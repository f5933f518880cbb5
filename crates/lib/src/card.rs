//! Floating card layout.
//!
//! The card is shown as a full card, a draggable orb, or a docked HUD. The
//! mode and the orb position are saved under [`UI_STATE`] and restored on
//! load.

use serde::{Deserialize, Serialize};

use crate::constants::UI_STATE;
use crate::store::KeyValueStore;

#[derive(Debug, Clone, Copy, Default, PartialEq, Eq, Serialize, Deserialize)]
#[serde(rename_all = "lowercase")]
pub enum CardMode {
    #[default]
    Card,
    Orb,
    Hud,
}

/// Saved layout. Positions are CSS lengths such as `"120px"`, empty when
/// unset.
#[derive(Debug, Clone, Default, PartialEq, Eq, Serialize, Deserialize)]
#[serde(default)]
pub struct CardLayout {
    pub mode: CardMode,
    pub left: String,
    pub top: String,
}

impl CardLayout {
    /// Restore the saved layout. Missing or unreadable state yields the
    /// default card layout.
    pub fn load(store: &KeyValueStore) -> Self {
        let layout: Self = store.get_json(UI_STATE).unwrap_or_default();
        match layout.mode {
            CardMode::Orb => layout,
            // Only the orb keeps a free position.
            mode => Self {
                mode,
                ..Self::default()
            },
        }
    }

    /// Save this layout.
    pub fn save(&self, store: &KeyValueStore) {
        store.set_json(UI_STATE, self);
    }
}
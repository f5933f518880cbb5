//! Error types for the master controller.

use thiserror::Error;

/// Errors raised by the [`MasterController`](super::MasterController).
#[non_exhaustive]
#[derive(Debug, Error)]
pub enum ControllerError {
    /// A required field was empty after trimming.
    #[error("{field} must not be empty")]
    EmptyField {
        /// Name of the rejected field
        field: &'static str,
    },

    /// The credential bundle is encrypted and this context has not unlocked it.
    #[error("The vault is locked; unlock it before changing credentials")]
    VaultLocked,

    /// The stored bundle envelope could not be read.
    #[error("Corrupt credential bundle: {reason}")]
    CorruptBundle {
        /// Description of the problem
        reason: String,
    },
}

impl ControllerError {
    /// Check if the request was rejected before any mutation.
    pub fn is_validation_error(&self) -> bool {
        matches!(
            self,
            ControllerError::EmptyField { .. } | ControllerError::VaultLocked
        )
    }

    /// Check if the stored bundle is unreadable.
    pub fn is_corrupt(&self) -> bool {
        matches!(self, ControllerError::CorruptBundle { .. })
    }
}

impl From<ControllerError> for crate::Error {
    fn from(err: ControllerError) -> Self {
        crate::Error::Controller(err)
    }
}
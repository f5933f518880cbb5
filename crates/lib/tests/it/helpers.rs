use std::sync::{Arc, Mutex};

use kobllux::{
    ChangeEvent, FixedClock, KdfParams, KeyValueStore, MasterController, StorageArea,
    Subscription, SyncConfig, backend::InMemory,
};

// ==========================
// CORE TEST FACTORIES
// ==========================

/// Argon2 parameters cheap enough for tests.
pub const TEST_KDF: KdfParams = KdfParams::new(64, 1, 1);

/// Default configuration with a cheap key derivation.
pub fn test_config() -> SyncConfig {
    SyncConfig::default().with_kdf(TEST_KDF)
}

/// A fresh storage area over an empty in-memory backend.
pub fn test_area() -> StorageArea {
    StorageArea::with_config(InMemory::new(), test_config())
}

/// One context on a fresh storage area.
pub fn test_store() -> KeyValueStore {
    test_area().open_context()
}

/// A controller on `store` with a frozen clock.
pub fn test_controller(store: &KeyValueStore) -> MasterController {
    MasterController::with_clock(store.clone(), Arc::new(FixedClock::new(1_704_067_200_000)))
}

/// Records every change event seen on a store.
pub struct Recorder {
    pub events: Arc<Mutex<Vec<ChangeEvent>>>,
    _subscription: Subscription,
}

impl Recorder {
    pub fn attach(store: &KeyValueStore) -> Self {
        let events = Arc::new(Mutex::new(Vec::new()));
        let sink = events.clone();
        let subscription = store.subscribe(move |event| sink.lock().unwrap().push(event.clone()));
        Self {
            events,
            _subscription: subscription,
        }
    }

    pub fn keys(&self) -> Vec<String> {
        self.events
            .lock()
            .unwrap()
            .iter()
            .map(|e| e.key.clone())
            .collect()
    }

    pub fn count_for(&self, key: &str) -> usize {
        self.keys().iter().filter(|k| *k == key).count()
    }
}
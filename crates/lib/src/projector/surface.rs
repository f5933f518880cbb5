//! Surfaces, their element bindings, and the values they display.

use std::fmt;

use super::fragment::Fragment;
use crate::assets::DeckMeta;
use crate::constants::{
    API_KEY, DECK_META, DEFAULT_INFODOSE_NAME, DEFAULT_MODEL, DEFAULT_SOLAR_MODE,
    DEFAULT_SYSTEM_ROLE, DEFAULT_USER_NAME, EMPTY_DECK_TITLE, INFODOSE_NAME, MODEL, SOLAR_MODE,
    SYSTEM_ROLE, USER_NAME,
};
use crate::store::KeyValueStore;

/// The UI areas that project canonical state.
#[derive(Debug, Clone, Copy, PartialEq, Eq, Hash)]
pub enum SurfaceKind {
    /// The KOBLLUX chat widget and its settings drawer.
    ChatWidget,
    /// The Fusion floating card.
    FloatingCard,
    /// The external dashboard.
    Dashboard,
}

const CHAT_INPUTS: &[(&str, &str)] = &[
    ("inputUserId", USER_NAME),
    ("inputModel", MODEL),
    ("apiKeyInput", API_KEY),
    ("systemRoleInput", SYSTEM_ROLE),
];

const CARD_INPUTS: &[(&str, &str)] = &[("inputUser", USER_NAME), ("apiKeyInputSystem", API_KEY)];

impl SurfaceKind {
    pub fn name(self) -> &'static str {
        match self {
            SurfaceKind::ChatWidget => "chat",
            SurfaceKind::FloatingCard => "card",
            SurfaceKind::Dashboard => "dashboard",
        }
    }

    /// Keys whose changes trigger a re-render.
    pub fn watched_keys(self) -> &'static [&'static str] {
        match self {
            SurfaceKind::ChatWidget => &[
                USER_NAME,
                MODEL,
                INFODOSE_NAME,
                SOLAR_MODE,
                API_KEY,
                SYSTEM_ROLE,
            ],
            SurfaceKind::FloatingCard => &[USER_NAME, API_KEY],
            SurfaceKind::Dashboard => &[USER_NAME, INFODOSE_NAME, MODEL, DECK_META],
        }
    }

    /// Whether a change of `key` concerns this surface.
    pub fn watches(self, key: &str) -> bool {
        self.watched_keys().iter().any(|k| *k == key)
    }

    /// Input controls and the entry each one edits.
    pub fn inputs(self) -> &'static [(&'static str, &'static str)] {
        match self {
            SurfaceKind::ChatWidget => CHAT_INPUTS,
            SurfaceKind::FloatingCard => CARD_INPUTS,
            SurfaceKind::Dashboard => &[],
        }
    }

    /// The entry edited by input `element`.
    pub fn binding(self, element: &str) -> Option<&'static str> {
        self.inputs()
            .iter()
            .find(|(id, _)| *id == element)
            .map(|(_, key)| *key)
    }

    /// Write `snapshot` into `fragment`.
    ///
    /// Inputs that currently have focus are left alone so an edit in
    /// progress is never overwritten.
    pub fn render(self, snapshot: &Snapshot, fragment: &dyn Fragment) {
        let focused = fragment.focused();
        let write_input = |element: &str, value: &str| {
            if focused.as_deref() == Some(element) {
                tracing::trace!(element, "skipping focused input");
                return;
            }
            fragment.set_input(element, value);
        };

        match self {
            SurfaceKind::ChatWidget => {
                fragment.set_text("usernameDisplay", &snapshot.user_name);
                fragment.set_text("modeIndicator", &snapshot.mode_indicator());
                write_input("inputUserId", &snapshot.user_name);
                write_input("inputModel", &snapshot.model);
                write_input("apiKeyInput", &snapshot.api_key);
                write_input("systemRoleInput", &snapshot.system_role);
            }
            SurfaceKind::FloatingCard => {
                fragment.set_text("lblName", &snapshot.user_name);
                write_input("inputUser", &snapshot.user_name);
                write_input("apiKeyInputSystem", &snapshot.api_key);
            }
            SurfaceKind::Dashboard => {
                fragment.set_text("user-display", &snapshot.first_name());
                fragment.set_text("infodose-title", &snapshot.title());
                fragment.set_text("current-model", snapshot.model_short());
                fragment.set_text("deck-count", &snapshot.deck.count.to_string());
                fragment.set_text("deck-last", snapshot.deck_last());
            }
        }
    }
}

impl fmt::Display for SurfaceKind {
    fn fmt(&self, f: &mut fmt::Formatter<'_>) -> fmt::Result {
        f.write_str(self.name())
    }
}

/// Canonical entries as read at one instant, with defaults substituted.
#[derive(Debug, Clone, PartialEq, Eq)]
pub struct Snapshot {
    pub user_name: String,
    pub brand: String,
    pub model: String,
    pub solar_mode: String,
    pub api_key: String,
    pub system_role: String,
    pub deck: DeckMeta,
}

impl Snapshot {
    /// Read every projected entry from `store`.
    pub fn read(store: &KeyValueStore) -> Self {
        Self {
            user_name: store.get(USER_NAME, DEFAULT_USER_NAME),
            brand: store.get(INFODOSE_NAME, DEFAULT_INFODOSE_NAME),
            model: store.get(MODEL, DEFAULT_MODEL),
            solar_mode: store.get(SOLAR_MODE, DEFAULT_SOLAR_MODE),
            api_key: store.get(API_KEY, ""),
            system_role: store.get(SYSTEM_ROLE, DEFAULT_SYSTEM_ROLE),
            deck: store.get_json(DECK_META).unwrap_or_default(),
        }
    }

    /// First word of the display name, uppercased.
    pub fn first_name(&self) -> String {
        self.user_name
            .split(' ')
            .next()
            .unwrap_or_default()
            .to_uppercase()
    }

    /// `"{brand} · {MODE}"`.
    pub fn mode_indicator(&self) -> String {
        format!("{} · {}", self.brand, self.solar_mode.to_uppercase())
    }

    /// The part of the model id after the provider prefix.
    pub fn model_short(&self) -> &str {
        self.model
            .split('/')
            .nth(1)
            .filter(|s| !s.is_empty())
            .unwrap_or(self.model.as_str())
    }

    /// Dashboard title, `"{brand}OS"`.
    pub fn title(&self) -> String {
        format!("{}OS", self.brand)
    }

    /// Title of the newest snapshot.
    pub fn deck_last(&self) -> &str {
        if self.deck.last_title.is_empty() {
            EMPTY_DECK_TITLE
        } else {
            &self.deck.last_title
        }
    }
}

^^^^

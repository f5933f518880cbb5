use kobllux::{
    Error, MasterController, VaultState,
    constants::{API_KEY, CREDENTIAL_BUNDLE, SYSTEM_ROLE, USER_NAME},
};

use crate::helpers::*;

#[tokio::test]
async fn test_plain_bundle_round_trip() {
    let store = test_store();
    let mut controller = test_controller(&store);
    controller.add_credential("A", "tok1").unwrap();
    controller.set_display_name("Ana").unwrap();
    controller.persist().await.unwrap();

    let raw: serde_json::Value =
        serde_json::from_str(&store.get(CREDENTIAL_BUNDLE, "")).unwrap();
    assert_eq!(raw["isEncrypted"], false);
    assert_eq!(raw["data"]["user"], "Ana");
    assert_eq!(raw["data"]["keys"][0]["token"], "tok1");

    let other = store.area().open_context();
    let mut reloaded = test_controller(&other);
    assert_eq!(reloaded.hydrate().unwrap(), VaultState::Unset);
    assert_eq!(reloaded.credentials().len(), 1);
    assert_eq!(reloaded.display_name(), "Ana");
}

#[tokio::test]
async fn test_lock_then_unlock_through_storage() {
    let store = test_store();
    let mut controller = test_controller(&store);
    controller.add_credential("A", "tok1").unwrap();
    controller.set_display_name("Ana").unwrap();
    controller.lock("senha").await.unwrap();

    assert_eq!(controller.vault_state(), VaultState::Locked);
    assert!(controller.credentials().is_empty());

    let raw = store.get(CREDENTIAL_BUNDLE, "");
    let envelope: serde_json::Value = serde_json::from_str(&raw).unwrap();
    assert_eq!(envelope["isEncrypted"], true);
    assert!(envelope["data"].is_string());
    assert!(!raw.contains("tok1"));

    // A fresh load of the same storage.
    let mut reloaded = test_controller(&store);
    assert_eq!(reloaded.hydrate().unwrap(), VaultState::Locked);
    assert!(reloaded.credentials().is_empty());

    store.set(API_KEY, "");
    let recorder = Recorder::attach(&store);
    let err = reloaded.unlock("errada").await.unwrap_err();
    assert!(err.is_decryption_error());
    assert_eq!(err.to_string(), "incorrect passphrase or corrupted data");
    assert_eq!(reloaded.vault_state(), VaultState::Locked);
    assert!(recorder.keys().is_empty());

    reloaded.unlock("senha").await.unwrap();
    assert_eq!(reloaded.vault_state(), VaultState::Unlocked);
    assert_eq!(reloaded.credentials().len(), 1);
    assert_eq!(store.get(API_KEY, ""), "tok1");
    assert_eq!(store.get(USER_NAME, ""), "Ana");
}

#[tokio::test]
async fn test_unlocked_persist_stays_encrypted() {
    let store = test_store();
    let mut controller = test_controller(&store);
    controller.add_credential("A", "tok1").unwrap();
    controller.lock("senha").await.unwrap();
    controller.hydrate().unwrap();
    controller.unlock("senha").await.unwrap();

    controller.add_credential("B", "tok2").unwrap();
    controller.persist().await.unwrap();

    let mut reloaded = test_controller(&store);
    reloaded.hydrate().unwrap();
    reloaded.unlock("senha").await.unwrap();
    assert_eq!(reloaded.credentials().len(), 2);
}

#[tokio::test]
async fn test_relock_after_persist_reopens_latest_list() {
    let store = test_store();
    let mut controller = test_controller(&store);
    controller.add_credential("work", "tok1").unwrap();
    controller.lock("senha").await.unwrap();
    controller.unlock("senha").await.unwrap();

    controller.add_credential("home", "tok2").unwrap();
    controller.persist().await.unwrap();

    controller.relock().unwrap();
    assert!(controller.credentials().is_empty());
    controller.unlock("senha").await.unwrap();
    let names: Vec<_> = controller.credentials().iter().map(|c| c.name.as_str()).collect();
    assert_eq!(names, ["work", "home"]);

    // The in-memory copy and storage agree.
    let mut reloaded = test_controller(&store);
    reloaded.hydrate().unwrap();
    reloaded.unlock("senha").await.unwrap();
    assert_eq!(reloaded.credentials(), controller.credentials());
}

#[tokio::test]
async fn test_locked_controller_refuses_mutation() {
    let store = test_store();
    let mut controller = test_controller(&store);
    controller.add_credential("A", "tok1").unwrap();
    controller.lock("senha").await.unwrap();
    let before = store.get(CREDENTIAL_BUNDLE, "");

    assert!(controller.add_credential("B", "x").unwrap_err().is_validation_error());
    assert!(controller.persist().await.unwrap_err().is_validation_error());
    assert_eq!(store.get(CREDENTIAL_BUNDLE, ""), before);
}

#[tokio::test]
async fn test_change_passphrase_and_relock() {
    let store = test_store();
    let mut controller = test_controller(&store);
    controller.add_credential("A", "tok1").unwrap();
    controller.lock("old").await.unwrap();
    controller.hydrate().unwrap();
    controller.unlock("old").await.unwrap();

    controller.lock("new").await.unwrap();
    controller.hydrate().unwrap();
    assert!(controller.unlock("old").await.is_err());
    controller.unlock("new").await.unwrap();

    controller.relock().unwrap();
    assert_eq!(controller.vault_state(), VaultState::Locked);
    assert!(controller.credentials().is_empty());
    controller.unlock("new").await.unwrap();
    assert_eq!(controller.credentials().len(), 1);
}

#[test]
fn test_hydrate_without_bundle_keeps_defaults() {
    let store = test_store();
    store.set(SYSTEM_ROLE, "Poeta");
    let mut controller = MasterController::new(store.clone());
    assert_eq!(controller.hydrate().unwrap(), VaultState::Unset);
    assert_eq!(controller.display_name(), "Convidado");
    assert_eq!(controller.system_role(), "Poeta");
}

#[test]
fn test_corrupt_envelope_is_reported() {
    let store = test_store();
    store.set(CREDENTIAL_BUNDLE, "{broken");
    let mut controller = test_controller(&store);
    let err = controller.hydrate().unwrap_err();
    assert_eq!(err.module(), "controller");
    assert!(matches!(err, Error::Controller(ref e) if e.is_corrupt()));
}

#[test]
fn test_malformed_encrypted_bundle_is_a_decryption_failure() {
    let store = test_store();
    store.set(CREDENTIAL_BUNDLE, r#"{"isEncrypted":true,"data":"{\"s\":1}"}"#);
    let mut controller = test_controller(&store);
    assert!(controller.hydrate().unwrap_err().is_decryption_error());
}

^^^^

TASK DESCRIPTION - Going back to the entries above, set down exactly the lines that begin at the one with "display name, uppercased." and end at the one with "pub fn mode_indicator(&self)", both included, and nothing else.

WRITTEN SOLUTION -
    /// First word of the display name, uppercased.
    pub fn first_name(&self) -> String {
        self.user_name
            .split(' ')
            .next()
            .unwrap_or_default()
            .to_uppercase()
    }

    /// `"{brand} · {MODE}"`.
    pub fn mode_indicator(&self) -> String {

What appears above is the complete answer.